(Dataset records)
• • • • • • •

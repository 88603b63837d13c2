//! The identification graph: a labelled undirected graph over protein hits,
//! PSMs and the group vertices introduced by indistinguishability
//! clustering, decomposed into connected components that are processed
//! independently (and in parallel) by inference functors.

use std::time::Instant;

use fnv::FnvHashMap;
use itertools::Itertools;
use log::{info, warn};
use rayon::prelude::*;

use crate::ident::{PeptideHit, PeptideIdentification, ProteinIdentification};

/// A vertex of the identification graph. The variants are strictly ordered
/// by their `which` discriminant; edges only connect differing kinds, and
/// the "inputs" of a vertex are its neighbors of strictly lower kind.
#[derive(Debug, Clone)]
pub enum IdVertex {
    /// which = 0; index into `ProteinIdentification::hits`
    Protein { hit: usize },
    /// which = 1; aggregate presence probability of an indistinguishable
    /// protein group
    ProteinGroup { posterior: f64 },
    /// which = 2; aggregate presence probability of a peptide group
    PeptideGroup { posterior: f64 },
    /// which = 6; indices into `peps[id].hits[hit]`
    Psm { id: usize, hit: usize },
}

impl IdVertex {
    pub fn which(&self) -> u8 {
        match self {
            IdVertex::Protein { .. } => 0,
            IdVertex::ProteinGroup { .. } => 1,
            IdVertex::PeptideGroup { .. } => 2,
            IdVertex::Psm { .. } => 6,
        }
    }
}

/// A posterior produced by an inference functor, to be written back after
/// the parallel section. Updates from different connected components touch
/// disjoint targets, so application order does not matter.
#[derive(Debug, Clone, Copy)]
pub enum PosteriorUpdate {
    ProteinScore { hit: usize, posterior: f64 },
    PsmScore { id: usize, hit: usize, posterior: f64 },
    GroupPosterior { vertex: u32, posterior: f64 },
}

/// Read-only view of one connected component handed to a functor.
#[derive(Clone, Copy)]
pub struct CcView<'a> {
    graph: &'a IdentificationGraph,
    pub cc_index: usize,
    pub prots: &'a ProteinIdentification,
    pub peps: &'a [PeptideIdentification],
}

impl<'a> CcView<'a> {
    pub fn vertices(&self) -> &'a [u32] {
        &self.graph.ccs[self.cc_index]
    }

    pub fn vertex(&self, v: u32) -> &'a IdVertex {
        &self.graph.vertices[v as usize]
    }

    pub fn neighbors(&self, v: u32) -> &'a [u32] {
        &self.graph.adjacency[v as usize]
    }

    /// Neighbors with strictly lower `which`, ascending by vertex id.
    pub fn inputs(&self, v: u32) -> Vec<u32> {
        let which = self.vertex(v).which();
        self.neighbors(v)
            .iter()
            .copied()
            .filter(|&u| self.vertex(u).which() < which)
            .collect()
    }

    /// A component with a single vertex kind carries no evidence structure
    /// and is skipped by every functor.
    pub fn has_multiple_kinds(&self) -> bool {
        self.vertices()
            .iter()
            .map(|&v| self.vertex(v).which())
            .dedup()
            .nth(1)
            .is_some()
    }

    pub fn psm_hit(&self, v: u32) -> Option<&'a PeptideHit> {
        match *self.vertex(v) {
            IdVertex::Psm { id, hit } => Some(&self.peps[id].hits[hit]),
            _ => None,
        }
    }

    pub fn protein_accession(&self, v: u32) -> Option<&'a str> {
        match *self.vertex(v) {
            IdVertex::Protein { hit } => Some(&self.prots.hits[hit].accession),
            _ => None,
        }
    }
}

#[derive(Debug, Default)]
pub struct IdentificationGraph {
    vertices: Vec<IdVertex>,
    adjacency: Vec<Vec<u32>>,
    ccs: Vec<Vec<u32>>,
}

impl IdentificationGraph {
    /// Builds the bipartite protein/PSM graph. Only the `top_psms` best
    /// hits of each peptide identification are retained (0 keeps all);
    /// evidences naming accessions absent from the protein hits are
    /// dropped with a warning. Proteins without any retained PSM never
    /// enter the graph and are left untouched by inference.
    pub fn build_graph(
        prots: &ProteinIdentification,
        peps: &[PeptideIdentification],
        top_psms: usize,
    ) -> Self {
        let start = Instant::now();
        let accession_to_hit: FnvHashMap<&str, usize> = prots
            .hits
            .iter()
            .enumerate()
            .map(|(i, h)| (h.accession.as_str(), i))
            .collect();

        let mut graph = Self::default();
        let mut protein_vertex: FnvHashMap<usize, u32> = FnvHashMap::default();

        for (id, pep_id) in peps.iter().enumerate() {
            let mut order: Vec<usize> = (0..pep_id.hits.len()).collect();
            order.sort_by(|&a, &b| pep_id.hits[b].score.total_cmp(&pep_id.hits[a].score));
            let keep = match top_psms {
                0 => order.len(),
                n => n.min(order.len()),
            };
            for &hit in &order[..keep] {
                let psm = graph.add_vertex(IdVertex::Psm { id, hit });
                for accession in &pep_id.hits[hit].evidences {
                    match accession_to_hit.get(accession.as_str()) {
                        Some(&hit_ix) => {
                            let prot = *protein_vertex
                                .entry(hit_ix)
                                .or_insert_with(|| graph.add_vertex(IdVertex::Protein { hit: hit_ix }));
                            graph.add_edge(prot, psm);
                        }
                        None => {
                            warn!(
                                "PSM {}/{} references unknown accession {}; ignoring the evidence",
                                id, hit, accession
                            );
                        }
                    }
                }
            }
        }

        info!(
            "built identification graph with {} vertices in {:?}ms",
            graph.vertices.len(),
            start.elapsed().as_millis()
        );
        graph
    }

    fn add_vertex(&mut self, vertex: IdVertex) -> u32 {
        self.vertices.push(vertex);
        self.adjacency.push(Vec::new());
        self.vertices.len() as u32 - 1
    }

    fn add_edge(&mut self, a: u32, b: u32) {
        if !self.adjacency[a as usize].contains(&b) {
            self.adjacency[a as usize].push(b);
            self.adjacency[b as usize].push(a);
        }
    }

    pub fn num_vertices(&self) -> usize {
        self.vertices.len()
    }

    pub fn vertex(&self, v: u32) -> &IdVertex {
        &self.vertices[v as usize]
    }

    pub fn connected_components(&self) -> &[Vec<u32>] {
        &self.ccs
    }

    /// Union-find decomposition. Components are sorted by their smallest
    /// member and members sorted ascending, so iteration is deterministic.
    pub fn compute_connected_components(&mut self) {
        let n = self.vertices.len();
        let mut parent: Vec<u32> = (0..n as u32).collect();

        fn find(parent: &mut [u32], mut v: u32) -> u32 {
            while parent[v as usize] != v {
                parent[v as usize] = parent[parent[v as usize] as usize];
                v = parent[v as usize];
            }
            v
        }

        for v in 0..n as u32 {
            for &u in &self.adjacency[v as usize] {
                let (rv, ru) = (find(&mut parent, v), find(&mut parent, u));
                if rv != ru {
                    parent[rv.max(ru) as usize] = rv.min(ru);
                }
            }
        }

        let mut by_root: FnvHashMap<u32, Vec<u32>> = FnvHashMap::default();
        for v in 0..n as u32 {
            by_root.entry(find(&mut parent, v)).or_default().push(v);
        }
        self.ccs = by_root
            .into_iter()
            .sorted_by_key(|(root, _)| *root)
            .map(|(_, mut members)| {
                members.sort_unstable();
                members
            })
            .collect();
        for adj in &mut self.adjacency {
            adj.sort_unstable();
        }
    }

    /// Materializes group vertices: one PeptideGroup per distinct set of
    /// parent proteins (rewired so every PSM has exactly one input), and
    /// one ProteinGroup per set of two or more proteins with identical
    /// observed peptide sets. Recomputes the component decomposition.
    pub fn cluster_indist_proteins_and_peptides(&mut self) {
        let start = Instant::now();

        // peptide groups: PSMs keyed by their parent protein set
        let mut by_parents: FnvHashMap<Vec<u32>, Vec<u32>> = FnvHashMap::default();
        for v in 0..self.vertices.len() as u32 {
            if let IdVertex::Psm { .. } = self.vertices[v as usize] {
                let mut parents = self.adjacency[v as usize].clone();
                parents.sort_unstable();
                if !parents.is_empty() {
                    by_parents.entry(parents).or_default().push(v);
                }
            }
        }
        let num_peptide_groups = by_parents.len();
        for (parents, psms) in by_parents.into_iter().sorted() {
            let group = self.add_vertex(IdVertex::PeptideGroup { posterior: 0.0 });
            for &p in &parents {
                self.adjacency[p as usize].retain(|x| psms.binary_search(x).is_err());
                self.add_edge(p, group);
            }
            for &psm in &psms {
                self.adjacency[psm as usize].clear();
                self.add_edge(group, psm);
            }
        }

        // protein groups: proteins keyed by their peptide-group set
        let mut by_peptides: FnvHashMap<Vec<u32>, Vec<u32>> = FnvHashMap::default();
        for v in 0..self.vertices.len() as u32 {
            if let IdVertex::Protein { .. } = self.vertices[v as usize] {
                let mut peptides = self.adjacency[v as usize].clone();
                peptides.sort_unstable();
                if !peptides.is_empty() {
                    by_peptides.entry(peptides).or_default().push(v);
                }
            }
        }
        let mut num_protein_groups = 0usize;
        for (peptides, members) in by_peptides.into_iter().sorted() {
            if members.len() < 2 {
                continue;
            }
            num_protein_groups += 1;
            let group = self.add_vertex(IdVertex::ProteinGroup { posterior: 0.0 });
            for &p in &members {
                self.adjacency[p as usize].clear();
                self.add_edge(p, group);
            }
            for &peptide_group in &peptides {
                self.adjacency[peptide_group as usize]
                    .retain(|x| members.binary_search(x).is_err());
                self.add_edge(group, peptide_group);
            }
        }

        self.compute_connected_components();
        info!(
            "clustered {} peptide groups and {} indistinguishable protein groups in {:?}ms",
            num_peptide_groups,
            num_protein_groups,
            start.elapsed().as_millis()
        );
    }

    /// Applies a functor to every connected component in parallel and
    /// writes the collected posteriors back. Functors must be reentrant;
    /// they receive a read-only component view and return updates instead
    /// of mutating shared state, which keeps the parallel section free of
    /// locks.
    pub fn apply_functor_on_ccs<F>(
        &mut self,
        prots: &mut ProteinIdentification,
        peps: &mut [PeptideIdentification],
        functor: F,
    ) where
        F: Fn(CcView<'_>) -> Vec<PosteriorUpdate> + Sync,
    {
        let start = Instant::now();
        let updates: Vec<PosteriorUpdate> = {
            let graph = &*self;
            let prots_view = &*prots;
            let peps_view = &*peps;
            (0..graph.ccs.len())
                .into_par_iter()
                .flat_map_iter(|cc_index| {
                    functor(CcView {
                        graph,
                        cc_index,
                        prots: prots_view,
                        peps: peps_view,
                    })
                })
                .collect()
        };
        let count = updates.len();
        self.apply_updates(updates, prots, peps);
        info!(
            "applied {} posterior updates across {} connected components in {:?}ms",
            count,
            self.ccs.len(),
            start.elapsed().as_millis()
        );
    }

    /// Single-threaded variant; component outputs are collected in
    /// component iteration order.
    pub fn apply_functor_on_ccs_st<T>(
        &self,
        prots: &ProteinIdentification,
        peps: &[PeptideIdentification],
        mut functor: impl FnMut(CcView<'_>) -> Vec<T>,
    ) -> Vec<T> {
        (0..self.ccs.len())
            .flat_map(|cc_index| {
                functor(CcView {
                    graph: self,
                    cc_index,
                    prots,
                    peps,
                })
            })
            .collect()
    }

    pub fn apply_updates(
        &mut self,
        updates: Vec<PosteriorUpdate>,
        prots: &mut ProteinIdentification,
        peps: &mut [PeptideIdentification],
    ) {
        for update in updates {
            match update {
                PosteriorUpdate::ProteinScore { hit, posterior } => {
                    prots.hits[hit].score = posterior;
                }
                PosteriorUpdate::PsmScore { id, hit, posterior } => {
                    peps[id].hits[hit].score = posterior;
                }
                PosteriorUpdate::GroupPosterior { vertex, posterior } => {
                    match &mut self.vertices[vertex as usize] {
                        IdVertex::ProteinGroup { posterior: p }
                        | IdVertex::PeptideGroup { posterior: p } => *p = posterior,
                        other => {
                            warn!("group posterior addressed a {:?}; dropping it", other.which())
                        }
                    }
                }
            }
        }
    }
}
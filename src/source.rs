//! Event table loading
//!
//! Reads xrootd access records into a polars `DataFrame`. The aggregates only
//! look at the columns listed in [`EVENT_COLUMNS`]; anything else in the file
//! is carried along and ignored.

use crate::error::{AggError, Result};
use polars::prelude::*;
use std::path::Path;
use tracing::{debug, info};

pub const OPERATION: &str = "operation";
pub const FILE_NAME: &str = "file_name";
pub const FILE_SIZE: &str = "file_size";
pub const READ_BYTES: &str = "read_bytes";
pub const APP_INFO: &str = "app_info";

/// Columns an xrootd event table must carry.
pub const EVENT_COLUMNS: [&str; 5] = [OPERATION, FILE_NAME, FILE_SIZE, READ_BYTES, APP_INFO];

/// Load an event table from a `.csv` or `.parquet` file
pub fn load_events(path: &Path) -> Result<DataFrame> {
    if !path.exists() {
        return Err(AggError::Io(std::io::Error::new(
            std::io::ErrorKind::NotFound,
            format!("Event file not found: {}", path.display()),
        )));
    }

    let extension = path
        .extension()
        .and_then(|e| e.to_str())
        .map(|e| e.to_lowercase())
        .unwrap_or_default();

    let df = match extension.as_str() {
        "csv" => LazyCsvReader::new(path).finish()?.collect()?,
        "parquet" => LazyFrame::scan_parquet(path, ScanArgsParquet::default())?.collect()?,
        _ => return Err(AggError::UnsupportedInput(path.display().to_string())),
    };

    info!("Loaded {} events from {}", df.height(), path.display());
    debug!("Event columns: {:?}", df.get_column_names());

    Ok(df)
}

/// Fail with `MissingColumn` for the first of `columns` absent from `df`
pub fn require_columns(df: &DataFrame, columns: &[&str]) -> Result<()> {
    let present = df.get_column_names();
    for name in columns {
        if !present.contains(name) {
            return Err(AggError::MissingColumn(name.to_string()));
        }
    }
    Ok(())
}

/// Fail with `NonNumericColumn` unless `column` holds a numeric dtype
pub fn require_numeric(df: &DataFrame, column: &str) -> Result<()> {
    require_columns(df, &[column])?;
    let dtype = df.column(column)?.dtype();
    // An all-null column has no values to misread
    if dtype.is_numeric() || *dtype == DataType::Null {
        return Ok(());
    }
    Err(AggError::NonNumericColumn {
        name: column.to_string(),
        dtype: dtype.to_string(),
    })
}

#[cfg(test)]
mod tests {
    use super::*;

    #[test]
    fn test_require_columns_reports_first_missing() {
        let df = df! [
            "operation" => ["read"],
            "file_name" => ["a"],
        ]
        .unwrap();

        assert!(require_columns(&df, &[OPERATION, FILE_NAME]).is_ok());
        match require_columns(&df, &EVENT_COLUMNS) {
            Err(AggError::MissingColumn(name)) => assert_eq!(name, FILE_SIZE),
            other => panic!("expected MissingColumn, got {:?}", other),
        }
    }

    #[test]
    fn test_extra_columns_are_ignored() {
        let df = df! [
            "operation" => ["read"],
            "file_name" => ["a"],
            "file_size" => [1i64],
            "read_bytes" => [1i64],
            "app_info" => ["u1"],
            "server_host" => ["eos01"],
        ]
        .unwrap();

        assert!(require_columns(&df, &EVENT_COLUMNS).is_ok());
    }

    #[test]
    fn test_require_numeric() {
        let df = df! [
            "file_size" => [100i64, 200],
            "read_bytes" => [0.5f64, 1.5],
            "app_info" => ["u1", "u2"],
        ]
        .unwrap();

        assert!(require_numeric(&df, FILE_SIZE).is_ok());
        assert!(require_numeric(&df, READ_BYTES).is_ok());
        assert!(matches!(
            require_numeric(&df, APP_INFO),
            Err(AggError::NonNumericColumn { name, .. }) if name == APP_INFO
        ));
        assert!(matches!(
            require_numeric(&df, OPERATION),
            Err(AggError::MissingColumn(_))
        ));
    }

    #[test]
    fn test_unsupported_extension() {
        let path = std::env::temp_dir().join("monit_aggs_unsupported.txt");
        std::fs::write(&path, "operation,file_name\n").unwrap();

        let result = load_events(&path);
        assert!(matches!(result, Err(AggError::UnsupportedInput(_))));

        std::fs::remove_file(&path).ok();
    }
}
use crate::error::{AggError, Result};
use serde::Serialize;
use std::collections::BTreeMap;

/// Computed aggregate values keyed by aggregate name
#[derive(Debug, Clone, Default, PartialEq, Serialize)]
#[serde(transparent)]
pub struct AggResults {
    values: BTreeMap<String, f64>,
}

impl AggResults {
    pub fn new() -> Self {
        Self::default()
    }

    pub fn insert(&mut self, name: impl Into<String>, value: f64) {
        self.values.insert(name.into(), value);
    }

    /// Look up a previously recorded aggregate
    pub fn get(&self, name: &str) -> Result<f64> {
        self.values
            .get(name)
            .copied()
            .ok_or_else(|| AggError::MissingKey(name.to_string()))
    }

    pub fn contains(&self, name: &str) -> bool {
        self.values.contains_key(name)
    }

    pub fn len(&self) -> usize {
        self.values.len()
    }

    pub fn is_empty(&self) -> bool {
        self.values.is_empty()
    }

    pub fn iter(&self) -> impl Iterator<Item = (&str, f64)> {
        self.values.iter().map(|(k, v)| (k.as_str(), *v))
    }
}

impl<K: Into<String>> FromIterator<(K, f64)> for AggResults {
    fn from_iter<I: IntoIterator<Item = (K, f64)>>(iter: I) -> Self {
        let mut results = AggResults::new();
        for (name, value) in iter {
            results.insert(name, value);
        }
        results
    }
}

• • • • • • •

WORK TASK
In which lines of the records does the word "IdentificationGraph" appear? Copy each of them.

RESULT FOR THIS EXERCISE
    graph: &'a IdentificationGraph,
pub struct IdentificationGraph {
impl IdentificationGraph {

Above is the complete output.